Seguí corriendo pistola en mano, oyendo mi respiración áspera y entrecortada al pasar el aire por la garganta. Intenté cambiar de dirección para volver a la carretera, pero unas luces brillaron casi a la misma altura a derecha e izquierda mientras avanzaban para cortarme el paso. Continuaba nevando y los copos se prendían en mis pestañas y se fundían en mis labios, me helaban las manos y casi me cegaban al entrarme en los ojos.
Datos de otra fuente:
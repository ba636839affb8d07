use crate::entities::*;
use crate::image_search::ImageSearch;
use chrono::{DateTime, NaiveDate, NaiveDateTime, NaiveTime, Utc};
use sea_orm::*;
use std::collections::{BTreeSet, HashMap};
use std::sync::Arc;
use todo_graph::{DependencyGraph, GraphError, TodoId, TodoNode};

pub mod api;
pub mod web;

pub use web::create_todo_router;

#[derive(Debug, PartialEq, Clone, Eq)]
pub struct Todo {
    id: u32,
    title: String,
    due_date: Option<DateTime<Utc>>,
    image_url: Option<String>,
    created_at: DateTime<Utc>,
}

impl Todo {
    pub fn new(
        id: u32,
        title: String,
        due_date: Option<DateTime<Utc>>,
        image_url: Option<String>,
        created_at: DateTime<Utc>,
    ) -> Self {
        Self {
            id,
            title,
            due_date,
            image_url,
            created_at,
        }
    }

    /// Returns the ID of the todo.
    pub fn id(&self) -> u32 {
        self.id
    }

    pub fn title(&self) -> &str {
        &self.title
    }

    pub fn due_date(&self) -> Option<DateTime<Utc>> {
        self.due_date
    }

    pub fn image_url(&self) -> Option<&str> {
        self.image_url.as_deref()
    }

    pub fn created_at(&self) -> DateTime<Utc> {
        self.created_at
    }
}

impl From<todo::Model> for Todo {
    fn from(model: todo::Model) -> Self {
        Todo::new(
            model.id as u32,
            model.title,
            model.due_date.map(|due| due.with_timezone(&Utc)),
            model.image_url,
            model.created_at.with_timezone(&Utc),
        )
    }
}

/// A dependency edge seen from one of its ends.
///
/// `other` is the todo at the far end: the depended-on todo when listed under
/// a todo's dependencies, the dependent todo when listed under its dependents.
#[derive(Debug, PartialEq, Clone, Eq)]
pub struct DependencyLink {
    id: u32,
    todo_id: u32,
    depends_on_id: u32,
    other: Todo,
}

impl DependencyLink {
    pub fn new(id: u32, todo_id: u32, depends_on_id: u32, other: Todo) -> Self {
        Self {
            id,
            todo_id,
            depends_on_id,
            other,
        }
    }

    /// Returns the ID of the edge.
    pub fn id(&self) -> u32 {
        self.id
    }

    /// Returns the ID of the dependent todo.
    pub fn todo_id(&self) -> u32 {
        self.todo_id
    }

    /// Returns the ID of the todo that must happen first.
    pub fn depends_on_id(&self) -> u32 {
        self.depends_on_id
    }

    pub fn other(&self) -> &Todo {
        &self.other
    }
}

/// A todo together with its edges in both directions.
#[derive(Debug, PartialEq, Clone, Eq)]
pub struct TodoWithDependencies {
    todo: Todo,
    dependencies: Vec<DependencyLink>,
    dependents: Vec<DependencyLink>,
}

impl TodoWithDependencies {
    pub fn todo(&self) -> &Todo {
        &self.todo
    }

    /// Edges to the todos this one depends on.
    pub fn dependencies(&self) -> &[DependencyLink] {
        &self.dependencies
    }

    /// Edges to the todos that depend on this one.
    pub fn dependents(&self) -> &[DependencyLink] {
        &self.dependents
    }
}

impl From<&TodoWithDependencies> for TodoNode {
    fn from(todo: &TodoWithDependencies) -> Self {
        TodoNode::new(
            TodoId::new(todo.todo.id),
            todo.todo.due_date,
            todo.dependencies
                .iter()
                .map(|link| TodoId::new(link.depends_on_id))
                .collect(),
        )
    }
}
De pronto el terreno cambió y tropecé con una roca. Me torcí el tobillo dolorosamente y, mientras intentaba correr deslizándome por el terreno, descendí por el último tramo de la pendiente hasta hundir los pies en agua gélida y hallarme ante la superficie oscura de una laguna, la luz invernal se ahogaba en sus negras aguas. Me di la vuelta y busqué un camino de regreso, pero las luces y los gritos se acercaban. Vi una luz a mi izquierda y otra que se aproximaba por entre los árboles a la derecha, y comprendí que estaba rodeado. Respiré hondo y, con una mueca de dolor, me palpé el tobillo. Dirigí el cañón de la pistola hacia el haz de luz de la derecha, apunté a baja altura y disparé. Se oyó un grito de dolor y el ruido de un cuerpo al desplomarse. Disparé dos veces más al frente hacia los hombres que se acercaban en la oscuridad y oí que alguien ordenaba: «Apagad las luces, apagad las luces».